As the father of two young boys, this concerns me very much. As a Movember Foundation Community Ambassador supporting projects around men's mental health and suicide prevention, the question carries extra weight. What are we doing as a society that is leading to so many young boys carrying out these terrible acts?

I was extremely grateful to the New York Times for running an OP-ED by Michael Ian Black on this matter. Entitled "The Boys Are Not All Right" Black makes a compelling case that "America's boys are broken". Black doesn't profess to know why but his piece reassured me that this important, bigger question is at least being asked

Michael Ian Black's OP-ED in The New York Times...worth a read.

Earlier in February I read another fascinating though equally disturbing article about kids - not just boys this time, girls too. NASA researchers learned that our education system dumbs down kids' creative potential. Their test measured the ability to come up with new, different and innovative ideas to problems. Given to 1,600 kids between the ages of 4 and 5, an incredible 98% of participants fell in the genius category of imagination! Extraordinary!

But...the scientists made it a longitudinal study and tested the children five years later. Only 30 percent of the kids now fell in the genius category of imagination. Five years later - 12 percent. And then as adults - 2 percent.

What's happening here?

Dr George Land, one of those who developed the test, suggests that part of the explantation may be that we're asking kids to do two types of thinking at once. 

"We found that what happens to these children, as we educate them, we teach them to do both kinds of thinking at the same time", says Land.

When you're asked to come up with a new idea, it's immediately judged, "It won't work", "It's dumb". Land says that we're diminishing the power of the brain because we're constantly judging, criticising and censoring.
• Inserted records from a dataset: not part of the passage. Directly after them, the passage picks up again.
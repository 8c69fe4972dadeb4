//! Two-level 32-bit paging with a single identity-mapped window.
//!
//! One page directory and one page table. The table maps the first 4 MiB onto
//! itself; every other directory slot stays absent so stray accesses past the
//! window fault instead of resolving to something.

use bitflags::bitflags;

use crate::{
    constants::memory::{ENTRIES_PER_TABLE, IDENTITY_WINDOW, PAGE_SIZE, TABLE_SPAN},
    hal::{physical_address, Cpu},
};

bitflags! {
    /// Low twelve bits of a directory or table entry.
    #[derive(Debug, Clone, Copy, PartialEq, Eq)]
    pub struct PageTableFlags: u32 {
        const PRESENT = 1 << 0;
        const WRITABLE = 1 << 1;
        const USER_ACCESSIBLE = 1 << 2;
        const WRITE_THROUGH = 1 << 3;
        const NO_CACHE = 1 << 4;
        const ACCESSED = 1 << 5;
        const DIRTY = 1 << 6;
        /// 4 MiB page in a directory entry; PAT index in a table entry.
        const HUGE_PAGE = 1 << 7;
        const GLOBAL = 1 << 8;
    }
}

const FLAGS_MASK: u32 = 0xFFF;
const FRAME_MASK: u32 = !FLAGS_MASK;

/// A 32-bit directory or table entry: frame address in the top 20 bits.
#[derive(Clone, Copy, PartialEq, Eq, Default)]
#[repr(transparent)]
pub struct PageTableEntry(u32);

impl PageTableEntry {
    pub const UNUSED: Self = Self(0);

    /// `frame` must be 4 KiB aligned.
    pub fn new(frame: u32, flags: PageTableFlags) -> Self {
        debug_assert_eq!(frame & FLAGS_MASK, 0, "frame {:#x} is not page aligned", frame);
        Self((frame & FRAME_MASK) | flags.bits())
    }

    pub fn frame(&self) -> u32 {
        self.0 & FRAME_MASK
    }

    pub fn flags(&self) -> PageTableFlags {
        PageTableFlags::from_bits_truncate(self.0 & FLAGS_MASK)
    }

    pub fn is_present(&self) -> bool {
        self.flags().contains(PageTableFlags::PRESENT)
    }

    pub fn is_unused(&self) -> bool {
        self.0 == 0
    }

    pub fn bits(&self) -> u32 {
        self.0
    }
}

impl core::fmt::Debug for PageTableEntry {
    fn fmt(&self, f: &mut core::fmt::Formatter<'_>) -> core::fmt::Result {
        f.debug_struct("PageTableEntry")
            .field("frame", &format_args!("{:#x}", self.frame()))
            .field("flags", &self.flags())
            .finish()
    }
}

/// 1024 entries, one page, page aligned. Used for both levels.
#[derive(Clone)]
#[repr(C, align(4096))]
pub struct PageTable {
    entries: [PageTableEntry; ENTRIES_PER_TABLE],
}

const _: () = assert!(core::mem::size_of::<PageTable>() == PAGE_SIZE as usize);
const _: () = assert!(core::mem::align_of::<PageTable>() == PAGE_SIZE as usize);

impl Default for PageTable {
    fn default() -> Self {
        Self::new()
    }
}

impl PageTable {
    pub const fn new() -> Self {
        Self {
            entries: [PageTableEntry::UNUSED; ENTRIES_PER_TABLE],
        }
    }

    pub fn zero(&mut self) {
        self.entries = [PageTableEntry::UNUSED; ENTRIES_PER_TABLE];
    }

    pub fn iter(&self) -> impl Iterator<Item = &PageTableEntry> {
        self.entries.iter()
    }
}

impl core::ops::Index<usize> for PageTable {
    type Output = PageTableEntry;

    fn index(&self, index: usize) -> &Self::Output {
        &self.entries[index]
    }
}

impl core::ops::IndexMut<usize> for PageTable {
    fn index_mut(&mut self, index: usize) -> &mut Self::Output {
        &mut self.entries[index]
    }
}

/// A page directory has the same shape as a page table.
pub type PageDirectory = PageTable;

/// Why a software walk could not translate an address.
#[derive(Debug, Clone, Copy, PartialEq, Eq)]
pub enum TranslationFault {
    /// No page table behind this directory slot.
    DirectoryEntryAbsent { index: usize },
    /// The page table exists but the page is not mapped.
    TableEntryAbsent { index: usize },
    /// The directory names a table this bootstrapper does not own.
    ForeignTable { frame: u32 },
}

impl core::fmt::Display for TranslationFault {
    fn fmt(&self, f: &mut core::fmt::Formatter<'_>) -> core::fmt::Result {
        match self {
            TranslationFault::DirectoryEntryAbsent { index } => {
                write!(f, "page directory entry {} not present", index)
            }
            TranslationFault::TableEntryAbsent { index } => {
                write!(f, "page table entry {} not present", index)
            }
            TranslationFault::ForeignTable { frame } => {
                write!(f, "page table at {:#x} is not managed here", frame)
            }
        }
    }
}

pub fn directory_index(virt: u32) -> usize {
    (virt >> 22) as usize
}

pub fn table_index(virt: u32) -> usize {
    ((virt >> 12) & 0x3FF) as usize
}

/// The boot-time translation structures.
#[derive(Clone)]
#[repr(C, align(4096))]
pub struct IdentityPaging {
    directory: PageDirectory,
    first_table: PageTable,
}

const _: () = assert!(core::mem::size_of::<IdentityPaging>() == 2 * PAGE_SIZE as usize);

impl Default for IdentityPaging {
    fn default() -> Self {
        Self::new()
    }
}

impl IdentityPaging {
    pub const fn new() -> Self {
        Self {
            directory: PageTable::new(),
            first_table: PageTable::new(),
        }
    }

    /// Zeroes both structures and fills in the identity window. Does not touch
    /// the CPU.
    pub fn map_identity_window(&mut self) {
        self.directory.zero();
        self.first_table.zero();

        let kernel_rw = PageTableFlags::PRESENT | PageTableFlags::WRITABLE;
        for index in 0..ENTRIES_PER_TABLE {
            self.first_table[index] = PageTableEntry::new(index as u32 * PAGE_SIZE, kernel_rw);
        }

        let table_frame = physical_address(&self.first_table);
        self.directory[0] = PageTableEntry::new(table_frame, kernel_rw);
    }

    /// Hands the directory to the CPU and turns translation on.
    ///
    /// # Safety
    /// The structures must stay at their current address while paging is on,
    /// and the executing code and stack must lie inside the identity window.
    pub unsafe fn activate(&self, cpu: &mut impl Cpu) {
        cpu.write_cr3(self.directory_address());
        cpu.enable_paging();
    }

    pub fn directory_address(&self) -> u32 {
        physical_address(&self.directory)
    }

    pub fn directory(&self) -> &PageDirectory {
        &self.directory
    }

    pub fn first_table(&self) -> &PageTable {
        &self.first_table
    }

    /// Walks the structures the way the MMU would.
    pub fn translate(&self, virt: u32) -> Result<u32, TranslationFault> {
        let dir_index = directory_index(virt);
        let pde = self.directory[dir_index];
        if !pde.is_present() {
            return Err(TranslationFault::DirectoryEntryAbsent { index: dir_index });
        }
        if pde.frame() != physical_address(&self.first_table) {
            return Err(TranslationFault::ForeignTable { frame: pde.frame() });
        }

        let tbl_index = table_index(virt);
        let pte = self.first_table[tbl_index];
        if !pte.is_present() {
            return Err(TranslationFault::TableEntryAbsent { index: tbl_index });
        }

        Ok(pte.frame() | (virt & (PAGE_SIZE - 1)))
    }

    pub fn is_identity_mapped(&self, virt: u32) -> bool {
        virt < IDENTITY_WINDOW && self.translate(virt) == Ok(virt)
    }

    /// Number of bytes reachable through the directory.
    pub fn mapped_span(&self) -> u32 {
        self.directory.iter().filter(|pde| pde.is_present()).count() as u32 * TABLE_SPAN
    }
}

/// Builds the identity window in `paging` and enables translation.
///
/// # Safety
/// See [`IdentityPaging::activate`].
pub unsafe fn init(paging: &mut IdentityPaging, cpu: &mut impl Cpu) {
    paging.map_identity_window();
    paging.activate(cpu);
    log::debug!(
        "Paging enabled: directory at {:#x}, {} KiB identity mapped",
        paging.directory_address(),
        paging.mapped_span() / 1024
    );
}

#[cfg(test)]
mod tests {
    use super::*;
    use crate::hal::mock::{CpuOp, MockCpu};

    fn mapped() -> Box<IdentityPaging> {
        let mut paging = Box::new(IdentityPaging::new());
        paging.map_identity_window();
        paging
    }

    #[test]
    fn structures_are_page_sized_and_aligned() {
        let paging = mapped();
        assert_eq!(paging.directory_address() % PAGE_SIZE, 0);
        assert_eq!(physical_address(paging.first_table()) % PAGE_SIZE, 0);
        assert_eq!(core::mem::size_of::<PageTableEntry>(), 4);
    }

    #[test]
    fn window_translates_to_itself() {
        let paging = mapped();
        for page in 0..ENTRIES_PER_TABLE as u32 {
            let base = page * PAGE_SIZE;
            for addr in [base, base + 1, base + 0x7FF, base + PAGE_SIZE - 1] {
                assert_eq!(paging.translate(addr), Ok(addr));
            }
        }
        assert!(paging.is_identity_mapped(IDENTITY_WINDOW - 1));
    }

    #[test]
    fn addresses_past_window_fault() {
        let paging = mapped();
        for addr in [
            IDENTITY_WINDOW,
            IDENTITY_WINDOW + 0x1234,
            0x0800_0000,
            0xC000_0000,
            u32::MAX,
        ] {
            assert_eq!(
                paging.translate(addr),
                Err(TranslationFault::DirectoryEntryAbsent {
                    index: directory_index(addr)
                })
            );
            assert!(!paging.is_identity_mapped(addr));
        }
    }

    #[test]
    fn only_first_directory_slot_is_present() {
        let paging = mapped();
        let present: usize = paging.directory().iter().filter(|e| e.is_present()).count();
        assert_eq!(present, 1);
        assert_eq!(paging.mapped_span(), IDENTITY_WINDOW);
        assert!(paging.directory().iter().skip(1).all(|e| e.is_unused()));
    }

    #[test]
    fn entries_are_supervisor_only() {
        let paging = mapped();
        let expected = PageTableFlags::PRESENT | PageTableFlags::WRITABLE;
        assert_eq!(paging.directory()[0].flags(), expected);
        assert!(paging.first_table().iter().all(|e| e.flags() == expected));
        assert_eq!(paging.first_table()[3].frame(), 3 * PAGE_SIZE);
    }

    #[test]
    fn remapping_clears_stale_entries() {
        let mut paging = mapped();
        paging.directory[7] = PageTableEntry::new(0x0040_0000, PageTableFlags::PRESENT);
        paging.map_identity_window();
        assert!(paging.directory()[7].is_unused());
    }

    #[test]
    fn init_loads_cr3_before_enabling_paging() {
        let mut paging = Box::new(IdentityPaging::new());
        let mut cpu = MockCpu::new();
        unsafe { init(&mut paging, &mut cpu) };

        assert_eq!(cpu.ops, [CpuOp::WriteCr3, CpuOp::EnablePaging]);
        assert_eq!(cpu.read_cr3(), paging.directory_address());
        assert!(cpu.paging_enabled());
    }
}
"If we operate under fear we use a smaller part of the brain, but when we use creative thinking the brain lights up"

Now...I'm certainly not arguing that there is a link between this dumbing down and mass shootings. What does concern me is this constant judging, criticising and censoring that Land speaks of. We're seeing a lot of judging, criticising and censoring in the subsequent discussion about gun control but it's an ever-present theme in discussions everywhere around the world, on every topic.

We are human, therefore we judge. It's so negative.

I know from my own experience that judgement is a terrible strain that can lead to great feelings of guilt and shame. There are whole studies on shame's terrible effects.

My point is that there is something deeper going on here beyond the lashing out of mentally ill young boys. I believe it's beyond time for us to ask why these boys are mentally ill and to look deeply for the reasons under many stones. I'm grateful to Michael Ian Black for his first efforts to do this and I do think we have to look at that journey we're inviting children, boys especially, to take from those early bursting with imagination years to their emergence from a school system judged, criticised and possibly broken. It may not be by chance that so many of these mass shootings occur in schools, if that's where these boys feel pain.

Why boys might suffer more than girls is beyond me but it needs research, it needs thinking, discussion and I suspect it needs a lot to change.